Third one, for the final integral, complete the square in the bottom and get it into the standard arctan form.

 

[noblerare]

Hey thanks for the help.

For the integral:

\int\frac{dx}{1+cos^2(x)}

I use u=tan(x/2) so, after much simplification, I get...

\int\frac{2(1+u^2)du}{(1+u^2)^2+(1-u^2)^2}

\int\frac{(1+u^2)du}{(1+u^4)}

Now I don't know exactly what I should do. If I try trig substituion, I end up with..

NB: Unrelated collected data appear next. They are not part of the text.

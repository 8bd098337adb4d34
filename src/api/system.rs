use axum::{Json, extract::State};
use serde::Serialize;
use std::sync::Arc;

use super::AppState;

#[derive(Debug, Serialize)]
pub struct SystemStatus {
    pub version: String,
    pub uptime: u64,
}

pub async fn get_status(State(state): State<Arc<AppState>>) -> Json<SystemStatus> {
    Json(SystemStatus {
        version: env!("CARGO_PKG_VERSION").to_string(),
        uptime: state.start_time.elapsed().as_secs(),
    })
}
use std::sync::Arc;

use crate::clients::upstash::UpstashClient;
use crate::clients::x_api::XSearchClient;
use crate::config::Config;
use crate::services::SearchService;

/// Build a shared HTTP client with reasonable defaults for API calls.
/// Both outbound clients reuse it to enable connection pooling and avoid
/// socket exhaustion.
fn build_shared_http_client(timeout_seconds: u64) -> anyhow::Result<reqwest::Client> {
    reqwest::Client::builder()
        .timeout(std::time::Duration::from_secs(timeout_seconds))
        .user_agent(concat!("Trendarr/", env!("CARGO_PKG_VERSION")))
        .pool_max_idle_per_host(10)
        .build()
        .map_err(|e| anyhow::anyhow!("Failed to build shared HTTP client: {e}"))
}

#[derive(Clone)]
pub struct SharedState {
    pub config: Config,

    pub cache: Arc<UpstashClient>,

    pub x_api: Arc<XSearchClient>,

    pub search_service: Arc<SearchService>,
}

impl SharedState {
    pub fn new(config: Config) -> anyhow::Result<Self> {
        let http_client =
            build_shared_http_client(config.x_api.request_timeout_seconds.into())?;

        let cache = Arc::new(UpstashClient::new(&config.cache, http_client.clone()));
        let x_api = Arc::new(XSearchClient::new(&config.x_api, http_client));

        let search_service = Arc::new(SearchService::new(
            cache.clone(),
            x_api.clone(),
            config.cache.ttl_seconds,
        ));

        Ok(Self {
            config,
            cache,
            x_api,
            search_service,
        })
    }
}
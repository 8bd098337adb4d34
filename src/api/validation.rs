use axum::http::{HeaderMap, header};
use serde::Deserialize;

use super::ApiError;
use crate::constants::{limits, window};
use crate::models::{Lang, SearchQuery};

/// Raw, still string-typed query parameters for `GET /search`.
#[derive(Debug, Default, Deserialize)]
#[serde(default)]
pub struct SearchParams {
    pub keywords: Option<String>,
    pub hours: Option<String>,
    pub lang: Option<String>,
    pub max: Option<String>,
}

/// Validate the full request. The credential check happens here, before
/// anything that could touch the network; the returned string is the
/// caller's `Authorization` header value, forwarded upstream verbatim.
pub fn validate_search_request(
    params: &SearchParams,
    headers: &HeaderMap,
) -> Result<(SearchQuery, String), ApiError> {
    let raw_keywords = params
        .keywords
        .as_deref()
        .filter(|s| !s.is_empty())
        .ok_or_else(|| ApiError::validation("keywords required"))?;

    let hours = validate_hours(params.hours.as_deref())?;
    let max = parse_max(params.max.as_deref());
    let authorization = bearer_credential(headers)?;

    let keywords = split_keywords(raw_keywords);
    if keywords.is_empty() {
        return Err(ApiError::validation("No valid keywords"));
    }

    let lang = Lang::parse(params.lang.as_deref());

    Ok((
        SearchQuery {
            keywords,
            hours,
            lang,
            max,
        },
        authorization,
    ))
}

fn validate_hours(raw: Option<&str>) -> Result<u32, ApiError> {
    raw.and_then(|s| s.trim().parse::<f64>().ok())
        .and_then(|v| {
            window::ALLOWED_HOURS
                .iter()
                .copied()
                .find(|h| f64::from(*h) == v)
        })
        .ok_or_else(|| ApiError::validation("hours must be one of 1,3,6,12,24"))
}

/// Unparseable values fall back to the default; everything else clamps.
/// Fractional input truncates after clamping.
fn parse_max(raw: Option<&str>) -> usize {
    match raw.and_then(|s| s.trim().parse::<f64>().ok()) {
        Some(v) if v.is_finite() => {
            v.clamp(limits::MIN_RESULTS as f64, limits::MAX_RESULTS as f64) as usize
        }
        _ => limits::DEFAULT_RESULTS,
    }
}

fn bearer_credential(headers: &HeaderMap) -> Result<String, ApiError> {
    headers
        .get(header::AUTHORIZATION)
        .and_then(|v| v.to_str().ok())
        .filter(|v| is_bearer(v))
        .map(str::to_string)
        .ok_or_else(|| ApiError::unauthorized("Missing Authorization header: Bearer <token>"))
}

fn is_bearer(value: &str) -> bool {
    value
        .get(..7)
        .is_some_and(|prefix| prefix.eq_ignore_ascii_case("Bearer "))
}

fn split_keywords(raw: &str) -> Vec<String> {
    raw.split(',')
        .map(str::trim)
        .filter(|k| !k.is_empty())
        .take(limits::MAX_KEYWORDS)
        .map(str::to_string)
        .collect()
}

#[cfg(test)]
mod tests {
    use super::*;
    use axum::http::HeaderValue;

    fn params(keywords: &str, hours: &str) -> SearchParams {
        SearchParams {
            keywords: Some(keywords.to_string()),
            hours: Some(hours.to_string()),
            ..SearchParams::default()
        }
    }

    fn auth_headers() -> HeaderMap {
        let mut headers = HeaderMap::new();
        headers.insert(
            header::AUTHORIZATION,
            HeaderValue::from_static("Bearer token-123"),
        );
        headers
    }

    #[test]
    fn test_hours_boundaries() {
        assert!(validate_hours(Some("24")).is_ok());
        assert!(validate_hours(Some("1")).is_ok());
        assert!(validate_hours(Some("2")).is_err());
        assert!(validate_hours(Some("abc")).is_err());
        assert!(validate_hours(None).is_err());
    }

    #[test]
    fn test_max_clamping_and_default() {
        assert_eq!(parse_max(Some("0")), 1);
        assert_eq!(parse_max(Some("1000")), 50);
        assert_eq!(parse_max(Some("abc")), 10);
        assert_eq!(parse_max(Some("7.9")), 7);
        assert_eq!(parse_max(Some("-3")), 1);
        assert_eq!(parse_max(None), 10);
    }

    #[test]
    fn test_keyword_list_is_truncated() {
        let csv = (0..70).map(|i| format!("kw{i}")).collect::<Vec<_>>().join(",");
        let list = split_keywords(&csv);
        assert_eq!(list.len(), 60);
        assert_eq!(list[0], "kw0");
        assert_eq!(list[59], "kw59");
    }

    #[test]
    fn test_keywords_trimmed_and_empties_dropped() {
        let list = split_keywords(" ai , , chip ,,");
        assert_eq!(list, ["ai", "chip"]);
    }

    #[test]
    fn test_bearer_prefix_is_case_insensitive() {
        for value in ["Bearer abc", "bearer abc", "BEARER abc"] {
            let mut headers = HeaderMap::new();
            headers.insert(header::AUTHORIZATION, HeaderValue::from_str(value).unwrap());
            assert_eq!(bearer_credential(&headers).unwrap(), value);
        }
    }

    #[test]
    fn test_missing_or_malformed_credential() {
        assert!(bearer_credential(&HeaderMap::new()).is_err());

        let mut headers = HeaderMap::new();
        headers.insert(header::AUTHORIZATION, HeaderValue::from_static("Token abc"));
        assert!(bearer_credential(&headers).is_err());
    }

    #[test]
    fn test_full_request_happy_path() {
        let (query, auth) =
            validate_search_request(&params("AI, chip", "6"), &auth_headers()).unwrap();
        assert_eq!(query.keywords, ["AI", "chip"]);
        assert_eq!(query.hours, 6);
        assert_eq!(query.lang, Lang::Tr);
        assert_eq!(query.max, 10);
        assert_eq!(auth, "Bearer token-123");
    }

    #[test]
    fn test_lang_normalization() {
        let mut p = params("ai", "6");
        p.lang = Some("EN".to_string());
        let (query, _) = validate_search_request(&p, &auth_headers()).unwrap();
        assert_eq!(query.lang, Lang::En);

        p.lang = Some("de".to_string());
        let (query, _) = validate_search_request(&p, &auth_headers()).unwrap();
        assert_eq!(query.lang, Lang::Tr);
    }

    #[test]
    fn test_only_separators_yields_no_valid_keywords() {
        let err = validate_search_request(&params(" , ,", "6"), &auth_headers()).unwrap_err();
        assert!(matches!(err, ApiError::ValidationError(msg) if msg == "No valid keywords"));
    }
}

\frac{1}{2}\int\frac{d\theta}{\sqrt{tan\theta}} + \frac{1}{2}\int\frac{tan\thetad\theta}{2\sqrt{tan\theta}}

Now I don't really know what I should do from here...

 

[Gib Z]

You should check your simplification, i get \int \frac{ 2(u^2+1)}{1+ (u^2-1)^2} } du which can be done with some more partial fractions.

 

[tiny-tim]

Hi noblerare!

Yes, Gib Z's tan(x/2) method is a good one, which you should definitely remember, and it certainly works in this case.

But in this case, the square means that tanx might work even better (or cotx).

Alternatively:

Hint: mutiply both top and bottom by cosec^2(x) … now what does that remind you of … ?

 

[noblerare]

Yay! I finally got it. Thank you so much, Gib Z and tiny-tim!